Ulrich Bahnsen in Die ZEIT interviews Norbert Donner-Banzhoff, Professor at the University of Marburg’s Department of General Practice, Preventive and Rehabilitative Medicine. Donner-Banzhoff conducted a study published in the Canadian Medical Association Journal CMAJ investigating the influence of pharmaceutical advertising on the drug recommendations made in articles in 11 German journals that focus on medical education. Donner-Banzhoff and his team come to the conclusion that journals financed by advertisement from the pharma industry and given away for free almost exclusively recommended the use of specified drugs, whereas journals financed entirely with subscription fees tended to recommend against the use of the same drugs. In the interview, Donner-Banzhoff suggests that a lot of articles published in the free journals have been written by ghost writers and/or members of the pharmaceutical industry.

Matthew Herper in Forbes this week deals with the latest setback in developing drugs to treat Alzheimer’s Disease (AD). He features the failure of Eli Lilly’s semagacest in a Phase III trial in more than 2,600 patients with mild-to-moderate AD. According to an interim analysis, patients receiving the drug, a gamma secretase blocker, worsened to a statistically significant greater degree than those treated with placebo. In addition, the drug was associated with an increased risk of skin cancer. Herper concludes that there is something fundamentally wrong with current hypotheses on the onset of AD and that the failure of the drug may set AD drug development back by many years (see also akampioneer’s recent comment on Probiodrug’s AD hypothesis).

While William Pentland, also in Forbes, reports a potential biofuel breakthrough in producing isobutanol directly from cellulose by using a microbe thriving in decaying grass, Josh Wolfe, co-founder and managing partner of Lux Capital Management, in Forbes states it is time to realize that investing in biofuels may be foolish. He states that while it is hyped as biotech 2.0, there is in fact a fundamental difference to biotech 1.0 which is often overlooked. While biotech 1.0 drugs and molecules can be protected by IP, biofuels cannot. In addition, the marginal cost of producing IP-protected molecules is really low once you did the discovery and first synthesis work (as compared to your margins) – so you can make big profits. Biofuel molecules however have to compete from the onset with the generic fuels already on the market. Biofuel is a commodity, he states, and instead of going back to an agrarian-based economy we should focus on materials and processing based on high energy density, such as uranium.

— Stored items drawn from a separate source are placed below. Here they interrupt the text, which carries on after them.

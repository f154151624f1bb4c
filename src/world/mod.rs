// src/world/mod.rs
//! Hardened runtime map: flat BSP arrays, sectors and their clusters.

pub mod bsp_leaf;
pub mod bsp_node;
pub mod circulator;
pub mod cluster;
pub mod game_map;
pub mod line;
pub mod polyobj;
pub mod sector;

pub use bsp_leaf::BspLeaf;
pub use bsp_node::{BspChild, BspNode};
pub use circulator::{CirculatorError, SectorClusterCirculator};
pub use cluster::{ClusterError, ClusterRef, SectorCluster};
pub use game_map::GameMap;
pub use line::Line;
pub use sector::{Plane, Sector};

use crate::bsp::BspError;
use crate::config::ConfigError;
use crate::mesh::{FaceId, GeometryError, HEdgeId, MeshError};

/// Errors raised while building or checking a `GameMap`.
#[derive(Debug, thiserror::Error)]
pub enum MapError {
    #[error(transparent)]
    Config(#[from] ConfigError),
    #[error(transparent)]
    Bsp(#[from] BspError),
    #[error(transparent)]
    Cluster(#[from] ClusterError),
    #[error(transparent)]
    Mesh(#[from] MeshError),
    #[error(transparent)]
    Geometry(#[from] GeometryError),
    #[error("Line {0} does not exist")]
    UnknownLine(usize),
    #[error("Half-edge {0:?} bounds more than one leaf")]
    DuplicateHEdge(HEdgeId),
    #[error("Leaf #{leaf} and face {face:?} disagree about each other")]
    FaceMismatch { leaf: usize, face: FaceId },
}
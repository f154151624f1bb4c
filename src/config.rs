// src/config.rs
// Node builder tuning.

use serde::{Deserialize, Serialize};
use std::path::Path;

#[derive(Debug, thiserror::Error)]
pub enum ConfigError {
    #[error("Failed to read config: {0}")]
    Io(#[from] std::io::Error),
    #[error("Failed to parse config: {0}")]
    Parse(#[from] serde_json::Error),
    #[error("Invalid config value for {field}: {reason}")]
    Invalid { field: &'static str, reason: String },
}

/// Parameters for the BSP partitioner.
///
/// Every field has a default, so a config file only needs the keys it changes:
///
/// ```
/// use rusted_bsp::config::BspConfig;
///
/// let config = BspConfig::from_json_str(r#"{ "split_cost_factor": 11 }"#).unwrap();
/// assert_eq!(config.split_cost_factor, 11);
/// assert_eq!(config.superblock_size, 256.0);
/// ```
#[derive(Debug, Clone, PartialEq, Serialize, Deserialize)]
#[serde(default)]
pub struct BspConfig {
    /// Weight of a split against subtree imbalance when choosing partitions.
    pub split_cost_factor: i32,
    /// Side classification and vertex merge tolerance, in map units.
    pub distance_epsilon: f64,
    /// The root region is the map bounds grown by this much on every side.
    pub region_margin: f64,
    /// Superblocks are not subdivided below this edge length.
    pub superblock_size: f64,
}

impl Default for BspConfig {
    fn default() -> Self {
        BspConfig {
            split_cost_factor: 7,
            distance_epsilon: 1.0 / 128.0,
            region_margin: 64.0,
            superblock_size: 256.0,
        }
    }
}

impl BspConfig {
    pub fn from_json_str(json: &str) -> Result<Self, ConfigError> {
        let config: BspConfig = serde_json::from_str(json)?;
        config.validate()?;
        Ok(config)
    }

    pub fn load<P: AsRef<Path>>(path: P) -> Result<Self, ConfigError> {
        let text = std::fs::read_to_string(path)?;
        Self::from_json_str(&text)
    }

    pub fn to_json_string(&self) -> Result<String, ConfigError> {
        Ok(serde_json::to_string_pretty(self)?)
    }

    pub fn validate(&self) -> Result<(), ConfigError> {
        if self.split_cost_factor < 0 {
            return Err(ConfigError::Invalid {
                field: "split_cost_factor",
                reason: format!("must not be negative, got {}", self.split_cost_factor),
            });
        }
        if !(self.distance_epsilon > 0.0) {
            return Err(ConfigError::Invalid {
                field: "distance_epsilon",
                reason: format!("must be positive, got {}", self.distance_epsilon),
            });
        }
        if !(self.region_margin > 0.0) {
            return Err(ConfigError::Invalid {
                field: "region_margin",
                reason: format!("must be positive, got {}", self.region_margin),
            });
        }
        if !(self.superblock_size > 0.0) {
            return Err(ConfigError::Invalid {
                field: "superblock_size",
                reason: format!("must be positive, got {}", self.superblock_size),
            });
        }
        Ok(())
    }
}

#[cfg(test)]
mod tests {
    use super::*;

    #[test]
    fn test_default_config_is_valid() {
        let config = BspConfig::default();
        assert_eq!(config.split_cost_factor, 7);
        assert!(config.validate().is_ok());
    }

    #[test]
    fn test_partial_json_keeps_defaults() {
        let config = BspConfig::from_json_str(r#"{ "region_margin": 128.0 }"#).unwrap();
        assert_eq!(config.region_margin, 128.0);
        assert_eq!(config.split_cost_factor, 7);
    }

    #[test]
    fn test_json_round_trip() {
        let config = BspConfig {
            split_cost_factor: 3,
            ..BspConfig::default()
        };
        let json = config.to_json_string().unwrap();
        assert_eq!(BspConfig::from_json_str(&json).unwrap(), config);
    }

    #[test]
    fn test_rejects_bad_values() {
        assert!(matches!(
            BspConfig::from_json_str(r#"{ "split_cost_factor": -1 }"#),
            Err(ConfigError::Invalid { field: "split_cost_factor", .. })
        ));
        assert!(matches!(
            BspConfig::from_json_str(r#"{ "distance_epsilon": 0.0 }"#),
            Err(ConfigError::Invalid { field: "distance_epsilon", .. })
        ));
        assert!(matches!(
            BspConfig::from_json_str("not json"),
            Err(ConfigError::Parse(_))
        ));
    }
}
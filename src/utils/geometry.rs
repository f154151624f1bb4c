// src/utils/geometry.rs
// 2D geometry shared by the partitioner, the mesh and the runtime map.

use serde::{Deserialize, Serialize};

#[derive(Debug, Clone, Copy, PartialEq, Default, Serialize, Deserialize)]
pub struct Point2D {
    pub x: f64,
    pub y: f64,
}

impl Point2D {
    pub fn new(x: f64, y: f64) -> Self {
        Self { x, y }
    }

    pub fn distance_to(&self, other: &Point2D) -> f64 {
        let dx = self.x - other.x;
        let dy = self.y - other.y;
        (dx * dx + dy * dy).sqrt()
    }

    /// Vector from `self` to `other`.
    pub fn to(&self, other: &Point2D) -> Vector2D {
        Vector2D::new(other.x - self.x, other.y - self.y)
    }

    /// Linear interpolation towards `other`.
    pub fn lerp(&self, other: &Point2D, t: f64) -> Point2D {
        Point2D::new(
            self.x + (other.x - self.x) * t,
            self.y + (other.y - self.y) * t,
        )
    }

    pub fn approx_eq(&self, other: &Point2D, epsilon: f64) -> bool {
        (self.x - other.x).abs() <= epsilon && (self.y - other.y).abs() <= epsilon
    }
}

#[derive(Debug, Clone, Copy, PartialEq, Default)]
pub struct Vector2D {
    pub x: f64,
    pub y: f64,
}

impl Vector2D {
    pub fn new(x: f64, y: f64) -> Self {
        Self { x, y }
    }

    pub fn dot(&self, other: &Vector2D) -> f64 {
        self.x * other.x + self.y * other.y
    }

    /// Z component of the 3D cross product. Negative when `other` turns clockwise.
    pub fn cross(&self, other: &Vector2D) -> f64 {
        self.x * other.y - self.y * other.x
    }

    pub fn length(&self) -> f64 {
        self.x.hypot(self.y)
    }

    /// Angle in radians, counter-clockwise from +X, in `[0, 2π)`.
    pub fn angle(&self) -> f64 {
        let a = self.y.atan2(self.x);
        if a < 0.0 {
            a + std::f64::consts::TAU
        } else {
            a
        }
    }
}

/// Which side of a directed line a point or segment lies on.
///
/// Doom convention: the right side of a line, looking from `start` to `end`,
/// is its front.
#[derive(Debug, Clone, Copy, PartialEq, Eq, Hash)]
pub enum LineSide {
    Right,
    Left,
}

#[derive(Debug, Clone, Copy, PartialEq)]
pub struct Line2D {
    pub start: Point2D,
    pub end: Point2D,
}

impl Line2D {
    pub fn new(start: Point2D, end: Point2D) -> Self {
        Line2D { start, end }
    }

    pub fn direction(&self) -> Vector2D {
        self.start.to(&self.end)
    }

    pub fn length(&self) -> f64 {
        self.start.distance_to(&self.end)
    }

    pub fn classify_point(&self, point: &Point2D) -> f64 {
        // Returns positive if point is on the right (front) side
        // Returns negative if point is on the left (back) side
        // Returns near zero if point is on the line
        let dx = self.end.x - self.start.x;
        let dy = self.end.y - self.start.y;
        (dy * (point.x - self.start.x)) - (dx * (point.y - self.start.y))
    }

    /// `classify_point` scaled to map units.
    pub fn signed_distance(&self, point: &Point2D) -> f64 {
        let length = self.length();
        if length == 0.0 {
            return 0.0;
        }
        self.classify_point(point) / length
    }

    /// Side of the line the point falls on. Points on the line count as right.
    pub fn point_on_side(&self, point: &Point2D) -> LineSide {
        if self.classify_point(point) >= 0.0 {
            LineSide::Right
        } else {
            LineSide::Left
        }
    }

    pub fn is_vertical(&self) -> bool {
        self.start.x == self.end.x
    }

    pub fn is_horizontal(&self) -> bool {
        self.start.y == self.end.y
    }

    pub fn is_axis_aligned(&self) -> bool {
        self.is_vertical() || self.is_horizontal()
    }

    /// Parameter of the projection of `point` onto the line, 0 at `start`, 1 at `end`.
    pub fn project(&self, point: &Point2D) -> f64 {
        let d = self.direction();
        let len_sq = d.dot(&d);
        if len_sq == 0.0 {
            return 0.0;
        }
        self.start.to(point).dot(&d) / len_sq
    }

    pub fn distance_to_point(&self, point: &Point2D) -> f64 {
        self.signed_distance(point).abs()
    }

    /// Point where the segment `from`-`to` crosses this line, given the
    /// signed distances of both endpoints. The result is snapped onto the
    /// line when the line is axis-aligned so that both sides of a split agree
    /// on the exact coordinate.
    pub fn crossing_point(&self, from: &Point2D, to: &Point2D, d_from: f64, d_to: f64) -> Point2D {
        let t = super::util::clamp(d_from / (d_from - d_to), 0.0, 1.0);
        let mut p = from.lerp(to, t);
        if self.is_vertical() {
            p.x = self.start.x;
        } else if self.is_horizontal() {
            p.y = self.start.y;
        }
        if from.x == to.x {
            p.x = from.x;
        } else if from.y == to.y {
            p.y = from.y;
        }
        p
    }
}

#[derive(Debug, Clone, Copy, PartialEq, Default)]
pub struct BoundingBox {
    pub min_x: f64,
    pub min_y: f64,
    pub max_x: f64,
    pub max_y: f64,
}

impl BoundingBox {
    pub fn new_empty() -> Self {
        BoundingBox {
            min_x: f64::INFINITY,
            min_y: f64::INFINITY,
            max_x: f64::NEG_INFINITY,
            max_y: f64::NEG_INFINITY,
        }
    }

    pub fn new(min_x: f64, min_y: f64, max_x: f64, max_y: f64) -> Self {
        BoundingBox { min_x, min_y, max_x, max_y }
    }

    pub fn from_points<'a, I: IntoIterator<Item = &'a Point2D>>(points: I) -> Self {
        let mut bbox = BoundingBox::new_empty();
        for p in points {
            bbox.expand_point(p.x, p.y);
        }
        bbox
    }

    pub fn is_empty(&self) -> bool {
        self.min_x > self.max_x || self.min_y > self.max_y
    }

    pub fn expand_point(&mut self, x: f64, y: f64) {
        self.min_x = self.min_x.min(x);
        self.min_y = self.min_y.min(y);
        self.max_x = self.max_x.max(x);
        self.max_y = self.max_y.max(y);
    }

    pub fn combine(&mut self, other: &BoundingBox) {
        self.min_x = self.min_x.min(other.min_x);
        self.min_y = self.min_y.min(other.min_y);
        self.max_x = self.max_x.max(other.max_x);
        self.max_y = self.max_y.max(other.max_y);
    }

    /// Grows the box by `margin` on every side.
    pub fn expanded(&self, margin: f64) -> BoundingBox {
        BoundingBox::new(
            self.min_x - margin,
            self.min_y - margin,
            self.max_x + margin,
            self.max_y + margin,
        )
    }

    pub fn width(&self) -> f64 {
        self.max_x - self.min_x
    }

    pub fn height(&self) -> f64 {
        self.max_y - self.min_y
    }

    pub fn area(&self) -> f64 {
        if self.is_empty() {
            0.0
        } else {
            self.width() * self.height()
        }
    }

    pub fn center(&self) -> Point2D {
        Point2D::new((self.min_x + self.max_x) / 2.0, (self.min_y + self.max_y) / 2.0)
    }

    pub fn corners(&self) -> [Point2D; 4] {
        [
            Point2D::new(self.min_x, self.min_y),
            Point2D::new(self.min_x, self.max_y),
            Point2D::new(self.max_x, self.max_y),
            Point2D::new(self.max_x, self.min_y),
        ]
    }

    // Check if the bounding box contains a point
    pub fn contains_point(&self, x: f64, y: f64) -> bool {
        x >= self.min_x && x <= self.max_x && y >= self.min_y && y <= self.max_y
    }

    pub fn contains_box(&self, other: &BoundingBox) -> bool {
        other.min_x >= self.min_x
            && other.max_x <= self.max_x
            && other.min_y >= self.min_y
            && other.max_y <= self.max_y
    }
}

/// Shoelace area. Positive for counter-clockwise rings, negative for clockwise.
pub fn signed_area(points: &[Point2D]) -> f64 {
    let n = points.len();
    if n < 3 {
        return 0.0;
    }
    let mut sum = 0.0;
    for i in 0..n {
        let a = points[i];
        let b = points[(i + 1) % n];
        sum += a.x * b.y - b.x * a.y;
    }
    sum / 2.0
}

/// Clips a convex, clockwise ring against `line`, keeping the requested side.
///
/// Points within `epsilon` of the line are kept on both sides, so the two
/// halves of a split share their cut edge exactly.
pub fn clip_convex(points: &[Point2D], line: &Line2D, keep: LineSide, epsilon: f64) -> Vec<Point2D> {
    let sign = match keep {
        LineSide::Right => 1.0,
        LineSide::Left => -1.0,
    };
    let n = points.len();
    let mut out = Vec::with_capacity(n + 1);
    for i in 0..n {
        let cur = points[i];
        let nxt = points[(i + 1) % n];
        let dc = sign * line.signed_distance(&cur);
        let dn = sign * line.signed_distance(&nxt);
        if dc >= -epsilon {
            out.push(cur);
        }
        if (dc > epsilon && dn < -epsilon) || (dc < -epsilon && dn > epsilon) {
            out.push(line.crossing_point(&cur, &nxt, dc, dn));
        }
    }
    dedup_ring(&mut out, epsilon);
    out
}

/// Removes consecutive points (including last-to-first) closer than `epsilon`.
pub fn dedup_ring(points: &mut Vec<Point2D>, epsilon: f64) {
    points.dedup_by(|b, a| a.approx_eq(b, epsilon));
    while points.len() > 1 {
        let first = points[0];
        let last = points[points.len() - 1];
        if first.approx_eq(&last, epsilon) {
            points.pop();
        } else {
            break;
        }
    }
}

#[cfg(test)]
mod tests {
    use super::*;
    use assert_approx_eq::assert_approx_eq;

    fn square() -> Vec<Point2D> {
        // Clockwise in a y-up frame.
        vec![
            Point2D::new(0.0, 10.0),
            Point2D::new(10.0, 10.0),
            Point2D::new(10.0, 0.0),
            Point2D::new(0.0, 0.0),
        ]
    }

    #[test]
    fn test_classify_point_right_is_positive() {
        let east = Line2D::new(Point2D::new(0.0, 0.0), Point2D::new(10.0, 0.0));
        assert!(east.classify_point(&Point2D::new(5.0, -1.0)) > 0.0);
        assert!(east.classify_point(&Point2D::new(5.0, 1.0)) < 0.0);
        assert_eq!(east.point_on_side(&Point2D::new(5.0, -1.0)), LineSide::Right);
        assert_approx_eq!(east.signed_distance(&Point2D::new(3.0, -2.0)), 2.0);
    }

    #[test]
    fn test_signed_area_clockwise_is_negative() {
        assert_approx_eq!(signed_area(&square()), -100.0);
    }

    #[test]
    fn test_clip_convex_halves() {
        let cut = Line2D::new(Point2D::new(4.0, 20.0), Point2D::new(4.0, -20.0));
        // Heading south, so the right side is west.
        let west = clip_convex(&square(), &cut, LineSide::Right, 1e-6);
        let east = clip_convex(&square(), &cut, LineSide::Left, 1e-6);
        assert_approx_eq!(signed_area(&west), -40.0);
        assert_approx_eq!(signed_area(&east), -60.0);
        assert!(west.iter().all(|p| p.x <= 4.0));
        assert!(east.iter().all(|p| p.x >= 4.0));
    }

    #[test]
    fn test_clip_convex_on_edge_keeps_ring() {
        let cut = Line2D::new(Point2D::new(0.0, 0.0), Point2D::new(0.0, 10.0));
        let kept = clip_convex(&square(), &cut, LineSide::Right, 1e-6);
        assert_eq!(kept.len(), 4);
        let gone = clip_convex(&square(), &cut, LineSide::Left, 1e-6);
        assert!(gone.len() < 3);
    }

    #[test]
    fn test_crossing_point_snaps_to_axis() {
        let cut = Line2D::new(Point2D::new(3.0, 0.0), Point2D::new(3.0, 1.0));
        let a = Point2D::new(0.0, 7.0);
        let b = Point2D::new(9.0, 7.0);
        let p = cut.crossing_point(&a, &b, cut.signed_distance(&a), cut.signed_distance(&b));
        assert_eq!(p, Point2D::new(3.0, 7.0));
    }

    #[test]
    fn test_bbox_expand_and_area() {
        let bbox = BoundingBox::from_points(&square());
        assert_eq!(bbox.area(), 100.0);
        assert!(bbox.expanded(1.0).contains_box(&bbox));
        assert!(BoundingBox::new_empty().is_empty());
    }
}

Donald G. McNeil jr in The New York Times reports on a panel of independent experts from 24 countries that reviewed the handling of the swine flu by the World Health Organization (WHO) in 2009. The draft report – “posted in an obscure corner of the W.H.O.’s Web site” – criticizes the WHO’s “needlessly complex” definition of a pandemic, its inability to deploy 78 million doses donated by rich nations for use in poor ones and its “clumsy communications”.

Colin Barras in New Scientist writes about the origin of cancer and features recent contributions by astrobiologists. While many researchers think that cancer is triggered by a malfunction of the genes trying to control replication which needs to be limited in multicellular organisms, some astrobiologists think a tumor is switching back to some forms of basic cellular cooperation found in the earliest ancestors of multicellular organisms. The distinction is far from being academic: if cancer is some sort of “living fossil” revived it would have only a limited set of survival strategies. In contrast, contemporary medicine regards a tumor as independently evolving cells with nearly unlimited evolutionary potential to escape treatment strategies. The hypothesis explains the co-ordinated survival strategies of cancer, such as angiogenesis and metastasis, and will be further tested soon by genetic profiling.